Exercise requirements — Among the entries that follow, find every line with the word "RankedContribution" and list it.

Items listed in a dataset —
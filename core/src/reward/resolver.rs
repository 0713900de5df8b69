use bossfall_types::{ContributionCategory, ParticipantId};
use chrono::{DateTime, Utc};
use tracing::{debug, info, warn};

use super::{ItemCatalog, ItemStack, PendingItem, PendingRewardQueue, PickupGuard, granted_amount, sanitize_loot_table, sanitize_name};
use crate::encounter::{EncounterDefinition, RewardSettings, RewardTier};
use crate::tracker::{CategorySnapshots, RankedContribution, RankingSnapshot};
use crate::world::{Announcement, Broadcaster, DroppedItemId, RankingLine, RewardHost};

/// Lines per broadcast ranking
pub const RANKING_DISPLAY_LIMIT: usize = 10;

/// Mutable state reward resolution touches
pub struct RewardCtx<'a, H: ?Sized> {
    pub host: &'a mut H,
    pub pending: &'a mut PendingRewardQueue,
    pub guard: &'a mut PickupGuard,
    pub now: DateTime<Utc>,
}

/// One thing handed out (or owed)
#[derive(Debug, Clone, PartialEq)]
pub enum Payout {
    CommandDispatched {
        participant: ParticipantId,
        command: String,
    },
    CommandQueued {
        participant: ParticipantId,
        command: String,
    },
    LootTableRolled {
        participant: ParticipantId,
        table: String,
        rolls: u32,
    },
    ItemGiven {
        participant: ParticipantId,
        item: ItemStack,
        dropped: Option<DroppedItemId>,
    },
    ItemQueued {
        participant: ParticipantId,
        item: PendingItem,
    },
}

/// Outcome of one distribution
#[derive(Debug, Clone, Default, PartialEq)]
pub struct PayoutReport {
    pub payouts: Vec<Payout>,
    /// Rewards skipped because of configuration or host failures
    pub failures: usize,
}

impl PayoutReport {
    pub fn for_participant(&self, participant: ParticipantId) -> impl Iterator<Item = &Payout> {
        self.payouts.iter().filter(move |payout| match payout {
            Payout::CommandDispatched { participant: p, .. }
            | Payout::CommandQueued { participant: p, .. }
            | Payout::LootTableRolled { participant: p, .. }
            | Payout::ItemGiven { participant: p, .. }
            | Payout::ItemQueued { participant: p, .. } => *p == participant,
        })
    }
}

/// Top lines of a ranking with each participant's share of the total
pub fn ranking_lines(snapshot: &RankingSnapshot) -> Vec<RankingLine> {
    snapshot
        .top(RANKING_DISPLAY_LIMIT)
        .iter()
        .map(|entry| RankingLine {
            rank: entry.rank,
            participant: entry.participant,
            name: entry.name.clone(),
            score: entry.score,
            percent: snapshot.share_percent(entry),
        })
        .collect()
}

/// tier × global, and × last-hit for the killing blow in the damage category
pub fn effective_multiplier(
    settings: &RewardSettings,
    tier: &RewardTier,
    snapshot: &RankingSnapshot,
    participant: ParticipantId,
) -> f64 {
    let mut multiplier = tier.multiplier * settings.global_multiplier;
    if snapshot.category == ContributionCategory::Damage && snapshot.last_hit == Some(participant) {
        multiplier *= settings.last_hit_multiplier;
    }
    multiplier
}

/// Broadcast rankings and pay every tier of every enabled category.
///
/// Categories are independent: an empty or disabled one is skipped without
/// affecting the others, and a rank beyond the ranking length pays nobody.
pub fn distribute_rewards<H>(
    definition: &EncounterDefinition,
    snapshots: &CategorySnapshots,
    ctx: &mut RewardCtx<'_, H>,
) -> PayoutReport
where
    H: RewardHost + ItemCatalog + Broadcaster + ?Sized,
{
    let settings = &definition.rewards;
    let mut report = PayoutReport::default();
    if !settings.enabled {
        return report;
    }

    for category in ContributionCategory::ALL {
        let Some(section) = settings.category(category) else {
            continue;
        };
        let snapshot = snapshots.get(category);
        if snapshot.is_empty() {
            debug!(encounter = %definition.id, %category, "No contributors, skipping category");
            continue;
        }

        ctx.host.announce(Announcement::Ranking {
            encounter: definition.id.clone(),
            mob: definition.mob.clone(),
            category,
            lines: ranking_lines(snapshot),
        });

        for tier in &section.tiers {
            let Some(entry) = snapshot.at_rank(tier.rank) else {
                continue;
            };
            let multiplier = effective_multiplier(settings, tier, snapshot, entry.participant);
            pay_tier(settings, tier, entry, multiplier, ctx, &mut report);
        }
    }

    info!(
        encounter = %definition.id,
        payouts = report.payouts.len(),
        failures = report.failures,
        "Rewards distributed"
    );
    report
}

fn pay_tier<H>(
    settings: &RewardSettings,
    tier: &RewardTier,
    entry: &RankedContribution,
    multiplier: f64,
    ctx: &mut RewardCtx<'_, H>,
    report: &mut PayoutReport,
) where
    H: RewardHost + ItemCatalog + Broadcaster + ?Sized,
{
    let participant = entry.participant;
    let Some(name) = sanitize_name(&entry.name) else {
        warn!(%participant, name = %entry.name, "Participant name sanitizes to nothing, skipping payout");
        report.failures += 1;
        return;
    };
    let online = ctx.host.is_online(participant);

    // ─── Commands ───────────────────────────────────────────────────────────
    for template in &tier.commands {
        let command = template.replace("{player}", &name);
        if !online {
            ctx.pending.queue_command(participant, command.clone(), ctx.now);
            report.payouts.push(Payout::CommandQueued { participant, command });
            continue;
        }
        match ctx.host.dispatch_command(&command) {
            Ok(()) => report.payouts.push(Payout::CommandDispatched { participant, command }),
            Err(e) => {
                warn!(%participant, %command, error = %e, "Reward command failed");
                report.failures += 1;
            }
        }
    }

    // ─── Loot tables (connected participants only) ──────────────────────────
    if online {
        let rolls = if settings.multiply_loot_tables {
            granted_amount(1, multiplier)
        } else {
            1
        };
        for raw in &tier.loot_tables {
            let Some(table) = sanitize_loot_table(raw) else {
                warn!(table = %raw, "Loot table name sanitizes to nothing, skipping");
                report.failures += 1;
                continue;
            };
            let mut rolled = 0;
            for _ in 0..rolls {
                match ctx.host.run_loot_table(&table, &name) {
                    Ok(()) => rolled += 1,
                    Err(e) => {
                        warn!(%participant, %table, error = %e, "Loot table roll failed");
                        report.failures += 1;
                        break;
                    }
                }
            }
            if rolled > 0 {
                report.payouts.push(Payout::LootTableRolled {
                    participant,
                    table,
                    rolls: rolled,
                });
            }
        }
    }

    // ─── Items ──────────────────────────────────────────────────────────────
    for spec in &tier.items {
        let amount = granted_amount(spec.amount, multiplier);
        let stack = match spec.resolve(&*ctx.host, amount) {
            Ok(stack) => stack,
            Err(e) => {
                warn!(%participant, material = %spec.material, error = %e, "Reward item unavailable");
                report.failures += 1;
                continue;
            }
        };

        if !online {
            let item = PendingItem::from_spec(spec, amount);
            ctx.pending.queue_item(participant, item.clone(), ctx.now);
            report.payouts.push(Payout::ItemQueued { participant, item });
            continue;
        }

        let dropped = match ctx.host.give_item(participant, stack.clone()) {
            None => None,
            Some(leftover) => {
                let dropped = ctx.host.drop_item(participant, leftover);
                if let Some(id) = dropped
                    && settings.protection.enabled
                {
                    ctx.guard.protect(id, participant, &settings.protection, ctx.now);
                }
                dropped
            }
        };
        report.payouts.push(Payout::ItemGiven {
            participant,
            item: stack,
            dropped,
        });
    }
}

Response for this exercise —
use crate::tracker::{CategorySnapshots, RankedContribution, RankingSnapshot};
    entry: &RankedContribution,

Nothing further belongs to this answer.